## PROVIDED RECORDS
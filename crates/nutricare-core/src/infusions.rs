//! Non-nutritional calorie load from IV infusions.
//!
//! Sedation vehicles and dextrose-bearing fluids contribute real calories
//! that must be counted against the nutritional goal even though they are
//! not feeding. Pure arithmetic; a missing or unparsable sub-input simply
//! contributes zero.

use serde::{Deserialize, Serialize};
use serde_json::Value;
use ts_rs::TS;

use crate::models::assessment::numeric;

/// Propofol emulsion energy density.
pub const PROPOFOL_KCAL_PER_ML: f64 = 1.1;
/// Dextrose energy density.
pub const DEXTROSE_KCAL_PER_G: f64 = 3.4;

#[derive(Debug, Clone, Copy, Default, Serialize, Deserialize, TS)]
#[serde(rename_all = "camelCase")]
#[ts(export)]
pub struct PropofolInfusion {
    #[serde(default)]
    pub enabled: bool,
    /// Infusion rate, mL/h.
    #[serde(skip_serializing_if = "Option::is_none", default)]
    pub rate_ml_per_hour: Option<f64>,
    /// Hours infused per day.
    #[serde(skip_serializing_if = "Option::is_none", default)]
    pub hours_per_day: Option<f64>,
}

#[derive(Debug, Clone, Copy, Default, Serialize, Deserialize, TS)]
#[serde(rename_all = "camelCase")]
#[ts(export)]
pub struct DextroseInfusion {
    #[serde(default)]
    pub enabled: bool,
    /// Concentration, % w/v.
    #[serde(skip_serializing_if = "Option::is_none", default)]
    pub concentration_pct: Option<f64>,
    /// Volume infused per day, mL.
    #[serde(skip_serializing_if = "Option::is_none", default)]
    pub volume_ml_per_day: Option<f64>,
}

#[derive(Debug, Clone, Copy, Default, Serialize, Deserialize, TS)]
#[serde(rename_all = "camelCase")]
#[ts(export)]
pub struct NonNutritionalInfusions {
    #[serde(default)]
    pub propofol: PropofolInfusion,
    #[serde(default)]
    pub dextrose: DextroseInfusion,
}

impl NonNutritionalInfusions {
    pub fn propofol_kcal(&self) -> f64 {
        if !self.propofol.enabled {
            return 0.0;
        }
        let rate = self.propofol.rate_ml_per_hour.unwrap_or(0.0);
        let hours = self.propofol.hours_per_day.unwrap_or(0.0);
        rate * hours * PROPOFOL_KCAL_PER_ML
    }

    pub fn dextrose_kcal(&self) -> f64 {
        if !self.dextrose.enabled {
            return 0.0;
        }
        let concentration = self.dextrose.concentration_pct.unwrap_or(0.0);
        let volume = self.dextrose.volume_ml_per_day.unwrap_or(0.0);
        (concentration / 100.0) * volume * DEXTROSE_KCAL_PER_G
    }

    /// Total non-nutritional load, kcal/day.
    pub fn total_kcal(&self) -> f64 {
        self.propofol_kcal() + self.dextrose_kcal()
    }

    /// Tolerant constructor for the raw form bag, where numbers may arrive
    /// as strings. Accepts the current field names and their short legacy
    /// aliases.
    pub fn from_value(value: &Value) -> Self {
        let read = |section: &str, primary: &str, legacy: &str| -> Option<f64> {
            let obj = value.get(section)?;
            obj.get(primary)
                .or_else(|| obj.get(legacy))
                .and_then(numeric)
        };
        let enabled = |section: &str| -> bool {
            value
                .get(section)
                .and_then(|o| o.get("enabled"))
                .and_then(Value::as_bool)
                .unwrap_or(false)
        };
        NonNutritionalInfusions {
            propofol: PropofolInfusion {
                enabled: enabled("propofol"),
                rate_ml_per_hour: read("propofol", "rateMlPerHour", "rate"),
                hours_per_day: read("propofol", "hoursPerDay", "hours"),
            },
            dextrose: DextroseInfusion {
                enabled: enabled("dextrose"),
                concentration_pct: read("dextrose", "concentrationPct", "concentration"),
                volume_ml_per_day: read("dextrose", "volumeMlPerDay", "volume"),
            },
        }
    }
}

## TASK BRIEF
Everything above must be retyped. Keep each record exactly the same.

## EXERCISE RESULT
filename crates/nutricare-core/src/infusions.rs
//! Non-nutritional calorie load from IV infusions.
//!
//! Sedation vehicles and dextrose-bearing fluids contribute real calories
//! that must be counted against the nutritional goal even though they are
//! not feeding. Pure arithmetic; a missing or unparsable sub-input simply
//! contributes zero.

use serde::{Deserialize, Serialize};
use serde_json::Value;
use ts_rs::TS;

use crate::models::assessment::numeric;

/// Propofol emulsion energy density.
pub const PROPOFOL_KCAL_PER_ML: f64 = 1.1;
/// Dextrose energy density.
pub const DEXTROSE_KCAL_PER_G: f64 = 3.4;

#[derive(Debug, Clone, Copy, Default, Serialize, Deserialize, TS)]
#[serde(rename_all = "camelCase")]
#[ts(export)]
pub struct PropofolInfusion {
    #[serde(default)]
    pub enabled: bool,
    /// Infusion rate, mL/h.
    #[serde(skip_serializing_if = "Option::is_none", default)]
    pub rate_ml_per_hour: Option<f64>,
    /// Hours infused per day.
    #[serde(skip_serializing_if = "Option::is_none", default)]
    pub hours_per_day: Option<f64>,
}

#[derive(Debug, Clone, Copy, Default, Serialize, Deserialize, TS)]
#[serde(rename_all = "camelCase")]
#[ts(export)]
pub struct DextroseInfusion {
    #[serde(default)]
    pub enabled: bool,
    /// Concentration, % w/v.
    #[serde(skip_serializing_if = "Option::is_none", default)]
    pub concentration_pct: Option<f64>,
    /// Volume infused per day, mL.
    #[serde(skip_serializing_if = "Option::is_none", default)]
    pub volume_ml_per_day: Option<f64>,
}

#[derive(Debug, Clone, Copy, Default, Serialize, Deserialize, TS)]
#[serde(rename_all = "camelCase")]
#[ts(export)]
pub struct NonNutritionalInfusions {
    #[serde(default)]
    pub propofol: PropofolInfusion,
    #[serde(default)]
    pub dextrose: DextroseInfusion,
}

impl NonNutritionalInfusions {
    pub fn propofol_kcal(&self) -> f64 {
        if !self.propofol.enabled {
            return 0.0;
        }
        let rate = self.propofol.rate_ml_per_hour.unwrap_or(0.0);
        let hours = self.propofol.hours_per_day.unwrap_or(0.0);
        rate * hours * PROPOFOL_KCAL_PER_ML
    }

    pub fn dextrose_kcal(&self) -> f64 {
        if !self.dextrose.enabled {
            return 0.0;
        }
        let concentration = self.dextrose.concentration_pct.unwrap_or(0.0);
        let volume = self.dextrose.volume_ml_per_day.unwrap_or(0.0);
        (concentration / 100.0) * volume * DEXTROSE_KCAL_PER_G
    }

    /// Total non-nutritional load, kcal/day.
    pub fn total_kcal(&self) -> f64 {
        self.propofol_kcal() + self.dextrose_kcal()
    }

    /// Tolerant constructor for the raw form bag, where numbers may arrive
    /// as strings. Accepts the current field names and their short legacy
    /// aliases.
    pub fn from_value(value: &Value) -> Self {
        let read = |section: &str, primary: &str, legacy: &str| -> Option<f64> {
            let obj = value.get(section)?;
            obj.get(primary)
                .or_else(|| obj.get(legacy))
                .and_then(numeric)
        };
        let enabled = |section: &str| -> bool {
            value
                .get(section)
                .and_then(|o| o.get("enabled"))
                .and_then(Value::as_bool)
                .unwrap_or(false)
        };
        NonNutritionalInfusions {
            propofol: PropofolInfusion {
                enabled: enabled("propofol"),
                rate_ml_per_hour: read("propofol", "rateMlPerHour", "rate"),
                hours_per_day: read("propofol", "hoursPerDay", "hours"),
            },
            dextrose: DextroseInfusion {
                enabled: enabled("dextrose"),
                concentration_pct: read("dextrose", "concentrationPct", "concentration"),
                volume_ml_per_day: read("dextrose", "volumeMlPerDay", "volume"),
            },
        }
    }
}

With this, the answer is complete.